Problem statement ::
State how many lines of the records contain the string "files". Give the number alone.

Given records ::
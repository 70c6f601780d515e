//! Retained clusters → transparent crops.
//!
//! Each crop copies the colour channels of the original note unchanged over
//! the padded box; alpha is 255 where the stroke mask has ink and 0
//! elsewhere. A cluster whose box cannot be cropped is skipped with an
//! [`ExtractionWarning`]; file names stay contiguous over the emitted crops.

mod manifest;

pub use manifest::{build_manifest, Manifest, ManifestEntry, NO_DIAGRAMS_MESSAGE};

use crate::cluster::DiagramCluster;
use crate::error::ExtractionWarning;
use crate::image::ImageRgba8;
use crate::preprocess::StrokeMask;
use crate::types::{BoundingBox, ComponentId};
use image::{Rgba, RgbaImage};
use log::warn;
use rayon::prelude::*;
use serde::Serialize;

pub const OPAQUE: u8 = 255;

pub fn diagram_file_name(index: usize) -> String {
    format!("diagram_{index}.png")
}

/// Opacity statistics of one crop.
#[derive(Clone, Copy, Debug, PartialEq, Serialize)]
pub struct CropStats {
    pub opaque_pixels: u64,
    /// `opaque_pixels` over the crop area.
    pub coverage: f64,
}

#[derive(Clone, Debug, PartialEq)]
pub struct ExtractedDiagram {
    pub file: String,
    /// Padded box in original image coordinates.
    pub bbox: BoundingBox,
    pub confidence: f64,
    pub members: Vec<ComponentId>,
    pub image: RgbaImage,
    pub stats: CropStats,
}

#[derive(Clone, Debug, Default)]
pub struct Extraction {
    pub diagrams: Vec<ExtractedDiagram>,
    pub warnings: Vec<ExtractionWarning>,
}

/// Crop every cluster, in order.
pub fn extract_diagrams(
    input: ImageRgba8<'_>,
    mask: &StrokeMask,
    clusters: &[DiagramCluster],
) -> Extraction {
    let crops: Vec<Result<(RgbaImage, CropStats), ExtractionWarning>> = clusters
        .par_iter()
        .enumerate()
        .map(|(position, cluster)| crop_cluster(input, mask, position, &cluster.padded))
        .collect();

    let mut out = Extraction::default();
    for (cluster, crop) in clusters.iter().zip(crops) {
        match crop {
            Ok((image, stats)) => {
                let file = diagram_file_name(out.diagrams.len());
                out.diagrams.push(ExtractedDiagram {
                    file,
                    bbox: cluster.padded,
                    confidence: cluster.confidence,
                    members: cluster.members.clone(),
                    image,
                    stats,
                });
            }
            Err(warning) => {
                warn!("{warning}");
                out.warnings.push(warning);
            }
        }
    }
    out
}

fn crop_cluster(
    input: ImageRgba8<'_>,
    mask: &StrokeMask,
    position: usize,
    bbox: &BoundingBox,
) -> Result<(RgbaImage, CropStats), ExtractionWarning> {
    if bbox.is_empty() {
        return Err(ExtractionWarning::DegenerateCrop {
            position,
            bbox: *bbox,
        });
    }
    let fits_input = bbox.right() as usize <= input.w && bbox.bottom() as usize <= input.h;
    let fits_mask = bbox.right() <= mask.width() && bbox.bottom() <= mask.height();
    if !fits_input || !fits_mask {
        return Err(ExtractionWarning::CropOutOfBounds {
            position,
            bbox: *bbox,
        });
    }

    let mut opaque_pixels = 0u64;
    let image = RgbaImage::from_fn(bbox.w, bbox.h, |dx, dy| {
        let (x, y) = (bbox.x + dx, bbox.y + dy);
        let [r, g, b, _] = input.pixel(x as usize, y as usize);
        if mask.is_ink(x, y) {
            opaque_pixels += 1;
            Rgba([r, g, b, OPAQUE])
        } else {
            Rgba([r, g, b, 0])
        }
    });
    let stats = CropStats {
        opaque_pixels,
        coverage: opaque_pixels as f64 / bbox.area() as f64,
    };
    Ok((image, stats))
}

#[cfg(test)]
mod tests {
    use super::*;
    use crate::preprocess::INK;
    use image::{GrayImage, Luma};

    fn cluster(padded: BoundingBox, confidence: f64) -> DiagramCluster {
        DiagramCluster {
            members: vec![ComponentId(0)],
            bbox: padded,
            padded,
            confidence,
        }
    }

    #[test]
    fn crop_keeps_colour_and_masks_alpha() {
        let rgba = RgbaImage::from_fn(8, 6, |x, y| Rgba([x as u8 * 10, y as u8 * 10, 7, 255]));
        let mut gray = GrayImage::new(8, 6);
        gray.put_pixel(3, 2, Luma([INK]));
        let mask = StrokeMask::from_gray(gray);

        let out = extract_diagrams(
            ImageRgba8::from_rgba(&rgba),
            &mask,
            &[cluster(BoundingBox::new(2, 1, 3, 3), 0.9)],
        );
        assert!(out.warnings.is_empty());
        let d = &out.diagrams[0];
        assert_eq!(d.file, "diagram_0.png");
        assert_eq!(d.image.dimensions(), (3, 3));
        assert_eq!(d.image.get_pixel(1, 1), &Rgba([30, 20, 7, 255]));
        assert_eq!(d.image.get_pixel(0, 0), &Rgba([20, 10, 7, 0]));
        assert_eq!(d.stats.opaque_pixels, 1);
        assert!((d.stats.coverage - 1.0 / 9.0).abs() < 1e-12);
    }

    #[test]
    fn degenerate_boxes_are_skipped_and_names_stay_contiguous() {
        let rgba = RgbaImage::new(10, 10);
        let mask = StrokeMask::from_gray(GrayImage::new(10, 10));
        let clusters = [
            cluster(BoundingBox::new(0, 0, 4, 4), 0.9),
            cluster(BoundingBox::new(5, 5, 0, 3), 0.8),
            cluster(BoundingBox::new(8, 8, 4, 4), 0.8),
            cluster(BoundingBox::new(5, 0, 4, 4), 0.7),
        ];
        let out = extract_diagrams(ImageRgba8::from_rgba(&rgba), &mask, &clusters);
        let files: Vec<&str> = out.diagrams.iter().map(|d| d.file.as_str()).collect();
        assert_eq!(files, vec!["diagram_0.png", "diagram_1.png"]);
        assert_eq!(out.diagrams[1].bbox, BoundingBox::new(5, 0, 4, 4));
        assert!(matches!(
            out.warnings[..],
            [
                ExtractionWarning::DegenerateCrop { position: 1, .. },
                ExtractionWarning::CropOutOfBounds { position: 2, .. }
            ]
        ));
    }
}
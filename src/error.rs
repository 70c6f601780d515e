//! Error and warning types shared by the pipeline and the file layer.
//!
//! Fatal conditions (unreadable input, invalid configuration) surface as
//! [`ExtractError`]. Problems confined to a single cluster never abort a run;
//! they are reported as [`ExtractionWarning`] values next to the result.

use crate::config::ConfigError;
use crate::types::BoundingBox;
use serde::Serialize;
use std::path::PathBuf;

#[derive(Debug, thiserror::Error)]
pub enum ExtractError {
    #[error("invalid input image: {reason}")]
    InvalidInput { reason: String },

    #[error("image codec error: {0}")]
    Image(#[from] image::ImageError),

    #[error(transparent)]
    InvalidConfig(#[from] ConfigError),

    #[error("i/o error on {}: {source}", .path.display())]
    Io {
        path: PathBuf,
        #[source]
        source: std::io::Error,
    },

    #[error("failed to serialize {what}: {source}")]
    Serialize {
        what: String,
        #[source]
        source: serde_json::Error,
    },
}

impl ExtractError {
    pub(crate) fn invalid_input(reason: impl Into<String>) -> Self {
        Self::InvalidInput {
            reason: reason.into(),
        }
    }
}

/// Non-fatal problem recorded while emitting a single cluster.
#[derive(Clone, Debug, PartialEq, Eq, Serialize)]
#[serde(tag = "kind", rename_all = "snake_case")]
pub enum ExtractionWarning {
    /// The padded box collapsed to zero width or height after clipping.
    DegenerateCrop { position: usize, bbox: BoundingBox },
    /// The padded box lies (partially) outside the source raster.
    CropOutOfBounds { position: usize, bbox: BoundingBox },
}

impl std::fmt::Display for ExtractionWarning {
    fn fmt(&self, f: &mut std::fmt::Formatter<'_>) -> std::fmt::Result {
        match self {
            Self::DegenerateCrop { position, bbox } => write!(
                f,
                "cluster {position} skipped: degenerate crop {}x{} at ({}, {})",
                bbox.w, bbox.h, bbox.x, bbox.y
            ),
            Self::CropOutOfBounds { position, bbox } => write!(
                f,
                "cluster {position} skipped: crop {}x{} at ({}, {}) exceeds the image",
                bbox.w, bbox.h, bbox.x, bbox.y
            ),
        }
    }
}
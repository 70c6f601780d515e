//! Structured record of what the extractor did on one note.
//!
//! [`PipelineTrace`] is returned with every [`ExtractionOutcome`](crate::ExtractionOutcome):
//! per-component scores and votes, every cluster decision with its
//! rejection reason, crop statistics and per-stage timings. Everything but
//! the timings is deterministic for a given input and configuration.

pub mod clusters;
pub mod components;
pub mod pipeline;
pub mod timing;

pub use clusters::ClusterSample;
pub use components::{ComponentSample, LabelCounts};
pub use pipeline::{InputDescriptor, PipelineTrace};
pub use timing::{Stage, StageTiming, TimingBreakdown};
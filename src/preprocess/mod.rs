//! Raster → binary stroke mask.
//!
//! Three fixed steps, none of which smooths the input:
//! 1. grayscale conversion (`grayscale`), compositing transparency onto white
//!    paper;
//! 2. adaptive mean thresholding (`threshold`) over a square window, so uneven
//!    lighting across the page does not swallow faint strokes;
//! 3. morphological closing (`morphology`) with a small square element to
//!    bridge pen-lift gaps.
//!
//! The result is a [`StrokeMask`] of the input's size where ink is 255.

mod grayscale;
mod morphology;
mod threshold;

pub use grayscale::to_grayscale;
pub use morphology::close_strokes;
pub use threshold::adaptive_threshold;

use crate::image::ImageRgba8;
use image::GrayImage;
use serde::{Deserialize, Serialize};

/// Intensity assigned to ink pixels in the mask.
pub const INK: u8 = 255;

/// Knobs of the preprocessing stage.
///
/// - `block_size`: side of the square thresholding window (odd, ≥ 3).
/// - `offset`: constant subtracted from the local mean; a pixel is ink when it
///   is darker than `mean - offset`.
/// - `close_radius`: Chebyshev radius of the closing element (`1` ⇒ 3×3,
///   `0` disables closing).
#[derive(Clone, Copy, Debug, PartialEq, Serialize, Deserialize)]
#[serde(default)]
pub struct PreprocessOptions {
    pub block_size: u32,
    pub offset: i32,
    pub close_radius: u8,
}

impl Default for PreprocessOptions {
    fn default() -> Self {
        Self {
            block_size: 11,
            offset: 2,
            close_radius: 1,
        }
    }
}

/// Binary ink mask with the same dimensions as the input note.
#[derive(Clone, Debug, PartialEq, Eq)]
pub struct StrokeMask {
    image: GrayImage,
}

impl StrokeMask {
    pub fn from_gray(image: GrayImage) -> Self {
        Self { image }
    }

    pub fn width(&self) -> u32 {
        self.image.width()
    }

    pub fn height(&self) -> u32 {
        self.image.height()
    }

    #[inline]
    pub fn is_ink(&self, x: u32, y: u32) -> bool {
        self.image.get_pixel(x, y)[0] != 0
    }

    pub fn ink_pixels(&self) -> usize {
        self.image.as_raw().iter().filter(|&&v| v != 0).count()
    }

    pub fn as_gray(&self) -> &GrayImage {
        &self.image
    }
}

/// Run the full preprocessing chain on a validated input view.
pub fn binarize(input: ImageRgba8<'_>, options: &PreprocessOptions) -> StrokeMask {
    let gray = to_grayscale(input);
    let thresholded = adaptive_threshold(&gray, options.block_size, options.offset);
    StrokeMask::from_gray(close_strokes(&thresholded, options.close_radius))
}
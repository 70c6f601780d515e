//! Stroke mask → stroke components with geometric descriptors.
//!
//! Components are the 8-connected ink regions of the mask. For each one the
//! outer border and its hole borders are traced, the border-enclosed area is
//! compared against `min_contour_area` (smaller regions count as noise), and
//! the survivors are annotated once with [`Descriptors`]. Descriptor
//! computation is independent per component and runs on the rayon pool;
//! output order is the raster order of each component's first pixel.

mod component;
pub mod geometry;

pub use component::{Descriptors, StrokeComponent};
pub use geometry::ArrowheadProfile;

use crate::preprocess::StrokeMask;
use crate::types::{BoundingBox, ComponentId, Label};
use image::imageops::replace;
use image::{GrayImage, Luma};
use imageproc::contours::{find_contours, BorderType, Contour};
use imageproc::point::Point;
use imageproc::region_labelling::{connected_components, Connectivity};
use rayon::prelude::*;

/// Output of the feature stage.
#[derive(Clone, Debug, Default)]
pub struct FeatureSet {
    pub components: Vec<StrokeComponent>,
    /// Ink regions dropped for being smaller than the area threshold.
    pub discarded: usize,
}

#[derive(Clone, Copy)]
struct PixelStats {
    x0: u32,
    y0: u32,
    x1: u32,
    y1: u32,
    count: u32,
}

#[derive(Default)]
struct Borders {
    outer: Vec<Point<i32>>,
    holes: Vec<Vec<Point<i32>>>,
}

struct RawComponent {
    bbox: BoundingBox,
    ink_area: u32,
    borders: Borders,
}

pub fn extract_components(mask: &StrokeMask, min_contour_area: f64) -> FeatureSet {
    let gray = mask.as_gray();
    let labels = connected_components(gray, Connectivity::Eight, Luma([0u8]));

    // Per-label pixel statistics, labels listed in first-pixel raster order.
    let max_label = labels.pixels().map(|p| p[0]).max().unwrap_or(0) as usize;
    let mut stats: Vec<Option<PixelStats>> = vec![None; max_label + 1];
    let mut order = Vec::new();
    for (x, y, px) in labels.enumerate_pixels() {
        let label = px[0] as usize;
        if label == 0 {
            continue;
        }
        if let Some(s) = stats[label].as_mut() {
            s.x0 = s.x0.min(x);
            s.x1 = s.x1.max(x);
            s.y1 = s.y1.max(y);
            s.count += 1;
        } else {
            order.push(label);
            stats[label] = Some(PixelStats {
                x0: x,
                y0: y,
                x1: x,
                y1: y,
                count: 1,
            });
        }
    }

    let mut borders: Vec<Borders> = (0..=max_label).map(|_| Borders::default()).collect();
    for contour in trace_borders(gray) {
        let Some(first) = contour.points.first() else {
            continue;
        };
        let label = labels.get_pixel(first.x as u32, first.y as u32)[0] as usize;
        if label == 0 {
            continue;
        }
        let entry = &mut borders[label];
        match contour.border_type {
            BorderType::Outer => {
                if contour.points.len() > entry.outer.len() {
                    entry.outer = contour.points;
                }
            }
            BorderType::Hole => entry.holes.push(contour.points),
        }
    }

    let mut discarded = 0;
    let mut raw = Vec::new();
    for label in order {
        let Some(s) = stats[label] else { continue };
        let b = std::mem::take(&mut borders[label]);
        if b.outer.is_empty() || geometry::polygon_area(&b.outer) < min_contour_area {
            discarded += 1;
            continue;
        }
        raw.push(RawComponent {
            bbox: BoundingBox::from_inclusive(s.x0, s.y0, s.x1, s.y1),
            ink_area: s.count,
            borders: b,
        });
    }

    let components = raw
        .into_par_iter()
        .enumerate()
        .map(|(i, c)| {
            let descriptors = Descriptors::compute(&c.borders.outer, &c.borders.holes, c.ink_area);
            StrokeComponent {
                id: ComponentId(i as u32),
                bbox: c.bbox,
                boundary: c.borders.outer,
                holes: c.borders.holes,
                descriptors,
                label: Label::Handwriting,
                confidence: 0.0,
            }
        })
        .collect();

    FeatureSet {
        components,
        discarded,
    }
}

/// Border following over the mask framed by one background pixel.
///
/// Ink in column 0 would otherwise start its outer border as a hole.
/// Points come back in mask coordinates.
fn trace_borders(gray: &GrayImage) -> Vec<Contour<i32>> {
    let mut framed = GrayImage::new(gray.width() + 2, gray.height() + 2);
    replace(&mut framed, gray, 1, 1);
    let mut contours = find_contours::<i32>(&framed);
    for contour in &mut contours {
        for p in &mut contour.points {
            p.x -= 1;
            p.y -= 1;
        }
    }
    contours
}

Reply ::
2